I'm using syslog-ng as a receiver to relay messages to local processes and other remote syslog listeners. I'm not currently using any local file destinations. The issue I'm having is that as soon as I start receiving more than a few hundred messages per second (udp) syslog-ng uses significant CPU resources, even on an intel core-duo. At 1000 messages per second with an average message size < 300 bytes syslog-ng consumes 9-12% CPU. With an event rate closer to 4000 messages per second the CPU use is 35-30%. This seems excessive given that I'm doing no filtering at all. In a test configuration, I am only receiving (no log{} clauses at all) and this behaviour is still demonstrated. It seems that all the CPU use is related to incoming packet processing. The test system is Linux 2.6.20 (Ubuntu) running on a Core2 dual 2.16GHz. Once I have completed some profiling I will share the findings but in the meantime: am I missing something that should be obvious? Some searching through the mailing list archives hasn't helped me much. My test configuration file: options { time_reopen(10); chain_hostnames(yes); keep_hostname(no); log_fifo_size(65535); gc_idle_threshold(100); gc_busy_threshold(65535); use_dns(no); }; source remote_sources { udp(ip(0.0.0.0) port(514)); }; destination event_collector { tcp("127.0.0.1" port(1028)); }; # log { # source(remote_sources); # destination(event_collector); # }; Thanks, Rory
You didn't mention the version of syslog-ng. My 2.0.4 system uses a similar amount of CPU, which means that a single CPU (syslog-ng is single threaded) can only handle a sustained rate about 10,000 per second. A lot of that time (as much as 30%) will be the IP stack doing packet processing. You can use a TCP/IP offload network interface card to basically eliminate this. The remaining time will have to be addressed by tuning syslog-ng. The authors have produced a nice section in the syslog-ng manual http://www.balabit.com/dl/html/syslog-ng-admin-guide_en.html/ch07.html Evan. Rory wrote:
I'm using syslog-ng as a receiver to relay messages to local processes and other remote syslog listeners. I'm not currently using any local file destinations. The issue I'm having is that as soon as I start receiving more than a few hundred messages per second (udp) syslog-ng uses significant CPU resources, even on an intel core-duo.
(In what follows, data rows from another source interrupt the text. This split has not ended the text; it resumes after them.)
// tests/config_test.rs
use relkit::config::{load_config, Config};
use std::io::Write;
use tempfile::NamedTempFile;

#[test]
fn test_load_default_config() {
    let config = Config::default();
    assert_eq!(config.version.tag_prefix, "v");
    assert_eq!(config.version.pr_version_prefix, "pr-");
    assert_eq!(config.version.dev_chart_version, "0.42.42-dev");
    assert_eq!(config.version.edge_label, "edge");
}

#[test]
fn test_load_from_file() {
    let mut temp_file = NamedTempFile::new().unwrap();
    let toml_content = r#"
[version]
tag_prefix = "release-"
dev_chart_version = "0.0.0-dev"

[recipes]
namespace = "recipe-system"
"#;
    temp_file.write_all(toml_content.as_bytes()).unwrap();
    temp_file.flush().unwrap();

    let config = load_config(Some(temp_file.path().to_str().unwrap())).unwrap();
    assert_eq!(config.version.tag_prefix, "release-");
    assert_eq!(config.version.dev_chart_version, "0.0.0-dev");
    assert_eq!(config.recipes.namespace, "recipe-system");
    // Untouched sections keep their defaults
    assert_eq!(config.recipes.configmap, "test-recipes");
    assert_eq!(config.version.edge_label, "edge");
}

#[test]
fn test_load_missing_explicit_path_fails() {
    let result = load_config(Some("/nonexistent/relkit.toml"));
    assert!(result.is_err());
}

#[test]
fn test_load_malformed_toml_fails() {
    let mut temp_file = NamedTempFile::new().unwrap();
    temp_file.write_all(b"[version\ntag_prefix = ").unwrap();
    temp_file.flush().unwrap();

    let result = load_config(Some(temp_file.path().to_str().unwrap()));
    assert!(result.is_err());
    let message = result.unwrap_err().to_string();
    assert!(
        message.contains("Configuration error"),
        "expected configuration error, got: {}",
        message
    );
}

#[test]
fn test_report_prefix_config() {
    let mut temp_file = NamedTempFile::new().unwrap();
    temp_file
        .write_all(b"[report]\nstrip_prefix = \"/home/runner/work/repo/repo\"\n")
        .unwrap();
    temp_file.flush().unwrap();

    let config = load_config(Some(temp_file.path().to_str().unwrap())).unwrap();
    assert_eq!(
        config.report.strip_prefix.as_deref(),
        Some("/home/runner/work/repo/repo")
    );
}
At 1000 messages per second with an average message size < 300 bytes syslog-ng consumes 9-12% CPU. With an event rate closer to 4000 messages per second the CPU use is 35-30%. This seems excessive given that I'm doing no filtering at all. In a test configuration, I am only receiving (no log{} clauses at all) and this behaviour is still demonstrated. It seems that all the CPU use is related to incoming packet processing. The test system is Linux 2.6.20 (Ubuntu) running on a Core2 dual 2.16GHz.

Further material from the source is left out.